Friday, November 3, 2023

Canada’s Assisted Death Rates a concern for America?

Alex Schadenberg
Executive Director, Euthanasia Prevention Coalition

Last week, I was interviewed by Maggie Hroncich concerning Canada's 2022 euthanasia data (and Canada's experience with euthanasia) and the possible affect on the USA. Hroncich's article was published by the New York Sun on Friday October 27

Hronich reports:

As backers of assisted suicide push to expand legalization in the United States, new numbers from Canada’s government show euthanasia is now the fifth-leading cause of death in the country.

A stunning 4 percent of the country’s deaths last year were due to assisted suicide. More than 13,000 patients died by it in 2022 — a 31 percent spike from the previous year. The country’s deaths by euthanasia now number nearly 45,000 since legalization in 2016, almost as many as have died from Covid in Canada.
In fact, Canada's euthanasia deaths have surpassed the number of Covid deaths. The 2022 report stated that there were 13,241 reported assisted deaths in 2022 and 44,958 reported assisted deaths (legalization until December 31, 2022). According to Health Canada there are 54,738 people who have died from Covid in Canada. Since December 31, 2022 there has likely been more than 12,000 assisted deaths in Canada, meaning Canada has likely had approximately 57,000 assisted deaths since legalization.

Hroncich continues:

Canada’s skyrocketing death numbers are raising concerns about American efforts to further legalize assisted suicide.

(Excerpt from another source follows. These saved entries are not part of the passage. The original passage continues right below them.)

#[cfg(test)]
mod tests {
    use super::*;
    use crate::abort::ManualAbort;
    use crate::generation::MemoryChunkSource;
    use crate::llm::{
        Choice, GenerationRequest, GenerationResponse, LlmError, LlmProvider, Message, Usage,
    };
    use crate::store::MemoryRecordStore;
    use async_trait::async_trait;
    use std::sync::atomic::{AtomicI32, Ordering};
    use std::sync::Mutex;

    struct ScriptedProvider {
        replies: Mutex<Vec<String>>,
    }

    impl ScriptedProvider {
        fn new(replies: Vec<&str>) -> Self {
            Self {
                replies: Mutex::new(replies.into_iter().rev().map(String::from).collect()),
            }
        }
    }

    #[async_trait]
    impl LlmProvider for ScriptedProvider {
        async fn generate(
            &self,
            _request: GenerationRequest,
        ) -> Result<GenerationResponse, LlmError> {
            let content = self
                .replies
                .lock()
                .unwrap()
                .pop()
                .unwrap_or_else(|| "YES".to_string());
            Ok(GenerationResponse {
                id: "scripted".to_string(),
                model: "scripted".to_string(),
                choices: vec![Choice {
                    index: 0,
                    message: Message::assistant(content),
                    finish_reason: "stop".to_string(),
                }],
                usage: Usage {
                    prompt_tokens: 0,
                    completion_tokens: 0,
                    total_tokens: 0,
                },
            })
        }
    }

    struct UnreachableProvider;

    #[async_trait]
    impl LlmProvider for UnreachableProvider {
        async fn generate(
            &self,
            _request: GenerationRequest,
        ) -> Result<GenerationResponse, LlmError> {
            Err(LlmError::RequestFailed("connection refused".to_string()))
        }
    }

    /// Signal that reads aborted from the nth poll onward.
    struct CountdownAbort {
        remaining: AtomicI32,
    }

    impl CountdownAbort {
        fn after(polls: i32) -> Self {
            Self {
                remaining: AtomicI32::new(polls),
            }
        }
    }

    #[async_trait]
    impl AbortSignal for CountdownAbort {
        async fn is_aborted(&self) -> bool {
            self.remaining.fetch_sub(1, Ordering::SeqCst) <= 1
        }
    }

    fn pipeline(
        store: &Arc<MemoryRecordStore>,
        source: MemoryChunkSource,
        replies: Vec<&str>,
    ) -> GenerationPipeline {
        GenerationPipeline::new(
            CallbackClient::new(store.clone()),
            Arc::new(source),
            SyntheticGenerator::new(Arc::new(ScriptedProvider::new(replies)), 0.7, 2048),
        )
    }

    fn long_text(seed: &str) -> String {
        seed.repeat(40)
    }

    fn chunk(text: String, page: u32) -> DocumentChunk {
        DocumentChunk {
            text,
            source: "doc.pdf".to_string(),
            page,
        }
    }

    #[tokio::test]
    async fn test_run_counts_and_persists() {
        let store = Arc::new(MemoryRecordStore::new());
        let source = MemoryChunkSource::new();
        source.insert(
            1,
            vec![
                chunk("too short".to_string(), 0),
                chunk(long_text("boilerplate "), 1),
                chunk(long_text("substantial content "), 2),
            ],
        );

        // warm-up, gate NO for unit 2, gate YES for unit 3, then the same
        // pair twice so deduplication collapses it to one persisted row
        let pair = r#"{"user_message": "q", "assistant_message": "a"}"#;
        let pipeline = pipeline(&store, source, vec!["READY", "NO", "YES", pair, pair]);

        let outcome = pipeline
            .run_for_source(&JobHandle::from("job-1"), 1, "doc.pdf", 2, &ManualAbort::new())
            .await
            .unwrap();

        let stats = outcome.stats();
        assert!(!outcome.is_aborted());
        assert_eq!(stats.units_total, 3);
        assert_eq!(stats.units_skipped, 1);
        assert_eq!(stats.units_failed, 1);
        assert_eq!(stats.pairs_persisted, 1);
        assert_eq!(store.pairs_for(1).len(), 1);
        assert!(store.metadata_for(1).is_none(), "metadata must be cleared");
    }

    #[tokio::test]
    async fn test_abort_before_warm_up() {
        let store = Arc::new(MemoryRecordStore::new());
        let source = MemoryChunkSource::new();
        source.insert(1, vec![chunk(long_text("content "), 0)]);
        let pipeline = pipeline(&store, source, vec![]);

        let abort = ManualAbort::new();
        abort.trigger();
        let outcome = pipeline
            .run_for_source(&JobHandle::from("job-2"), 1, "doc.pdf", 2, &abort)
            .await
            .unwrap();

        assert!(outcome.is_aborted());
        assert_eq!(outcome.stats().pairs_persisted, 0);
        assert!(store.pairs_for(1).is_empty());
        assert!(store.metadata_for(1).is_none());
    }

    #[tokio::test]
    async fn test_abort_mid_generation_discards_pairs() {
        let store = Arc::new(MemoryRecordStore::new());
        let source = MemoryChunkSource::new();
        source.insert(1, vec![chunk(long_text("content "), 0)]);

        let pair = r#"{"user_message": "q", "assistant_message": "a"}"#;
        let pipeline = pipeline(&store, source, vec!["READY", "YES", pair, pair, pair]);

        // polls: pre-warm-up, post-warm-up, between-units, then the first
        // generation iteration observes the abort
        let abort = CountdownAbort::after(4);
        let outcome = pipeline
            .run_for_source(&JobHandle::from("job-3"), 1, "doc.pdf", 3, &abort)
            .await
            .unwrap();

        assert!(outcome.is_aborted());
        assert!(store.pairs_for(1).is_empty(), "nothing may be persisted");
        assert!(store.metadata_for(1).is_none());
    }

    #[tokio::test]
    async fn test_pairs_persisted_before_abort_remain() {
        let store = Arc::new(MemoryRecordStore::new());
        let source = MemoryChunkSource::new();
        source.insert(
            1,
            vec![
                chunk(long_text("first unit "), 0),
                chunk(long_text("second unit "), 1),
            ],
        );

        let pair = r#"{"user_message": "q", "assistant_message": "a"}"#;
        let pipeline = pipeline(&store, source, vec!["READY", "YES", pair]);

        // polls: two warm-up checkpoints, three checkpoints while unit one
        // runs to persistence, then unit two's first checkpoint aborts
        let abort = CountdownAbort::after(6);
        let outcome = pipeline
            .run_for_source(&JobHandle::from("job-7"), 1, "doc.pdf", 1, &abort)
            .await
            .unwrap();

        assert!(outcome.is_aborted());
        assert_eq!(outcome.stats().pairs_persisted, 1);
        assert_eq!(store.pairs_for(1).len(), 1, "the persisted pair stays");
        assert!(store.metadata_for(1).is_none());
    }

    #[tokio::test]
    async fn test_warm_up_failure_fails_job_and_clears_metadata() {
        let store = Arc::new(MemoryRecordStore::new());
        let source = MemoryChunkSource::new();
        source.insert(1, vec![chunk(long_text("content "), 0)]);
        let pipeline = GenerationPipeline::new(
            CallbackClient::new(store.clone()),
            Arc::new(source),
            SyntheticGenerator::new(Arc::new(UnreachableProvider), 0.7, 2048),
        );

        let result = pipeline
            .run_for_source(&JobHandle::from("job-4"), 1, "doc.pdf", 2, &ManualAbort::new())
            .await;

        assert!(matches!(result, Err(GenerationError::ModelUnavailable(_))));
        assert!(store.metadata_for(1).is_none());
    }

    #[tokio::test]
    async fn test_run_for_documents_walks_each_file() {
        let store = Arc::new(MemoryRecordStore::new());
        let source = MemoryChunkSource::new();
        source.insert(
            1,
            vec![
                DocumentChunk {
                    text: long_text("first doc "),
                    source: "a.pdf".to_string(),
                    page: 0,
                },
                DocumentChunk {
                    text: long_text("second doc "),
                    source: "b.pdf".to_string(),
                    page: 0,
                },
            ],
        );

        let p1 = r#"{"user_message": "qa", "assistant_message": "aa"}"#;
        let p2 = r#"{"user_message": "qb", "assistant_message": "ab"}"#;
        let pipeline = pipeline(&store, source, vec!["READY", "YES", p1, "YES", p2]);

        let names = vec!["a.pdf".to_string(), "b.pdf".to_string()];
        let outcome = pipeline
            .run_for_documents(&JobHandle::from("job-5"), 1, &names, 1, &ManualAbort::new())
            .await
            .unwrap();

        assert_eq!(outcome.stats().units_total, 2);
        assert_eq!(outcome.stats().pairs_persisted, 2);
        assert_eq!(store.pairs_for(1).len(), 2);
    }

    #[tokio::test]
    async fn test_empty_dataset_completes_cleanly() {
        let store = Arc::new(MemoryRecordStore::new());
        let pipeline = pipeline(&store, MemoryChunkSource::new(), vec!["READY"]);

        let outcome = pipeline
            .run_for_source(&JobHandle::from("job-6"), 9, "doc.pdf", 2, &ManualAbort::new())
            .await
            .unwrap();

        assert!(!outcome.is_aborted());
        assert_eq!(outcome.stats().units_total, 0);
        assert!(store.metadata_for(9).is_none());
    }
}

Some advocacy groups say expanding euthanasia for mentally ill or disabled patients prevents discrimination, while others warn the expanded legalization will lead to a culture of death that allows drug-addicted patients to be assisted in killing themselves, even though they are not sober or able to give their consent.

Alex Schadenberg speaking
Hroncich then reports:

Groups that are advocating for more legal assisted suicide in America should learn from and be wary of Canada’s death rates, a top Canadian euthanasia expert warns.

“You don’t want to legalize this because you can’t keep the door shut,” the Euthanasia Prevention Coalition’s executive director, Alex Schadenberg, tells the Sun.

“Some people say, ‘Well, we can have a little bit of this.’ That’s what they argued in Canada too,” he says. Euthanasia advocates say they’re providing a social good by ending suffering, he says.

“But in the end, it can’t be controlled,” Mr. Schadenberg adds. “If it’s okay for me to kill you or to kill somebody, then these safeguards become seen as a hindrance,” he says, and advocates begin a political push to remove barriers.

I explain that the argument by the euthanasia lobby to expand Canada's law is that it is discrimination to require people to be terminally ill; they then argue that it is discrimination to prevent euthanasia for people with mental illnesses alone.

Hroncich then gets to the reason for her interview concerning the US assisted suicide trends:

Although euthanasia is currently less accessible in America than in Canada, California had a 63 percent increase in assisted suicide last year.

“It’s actually a trend that we’re seeing everywhere,” Mr. Schadenberg adds. “And there’s nothing saying there won’t be another big bump this year in California and in other states.”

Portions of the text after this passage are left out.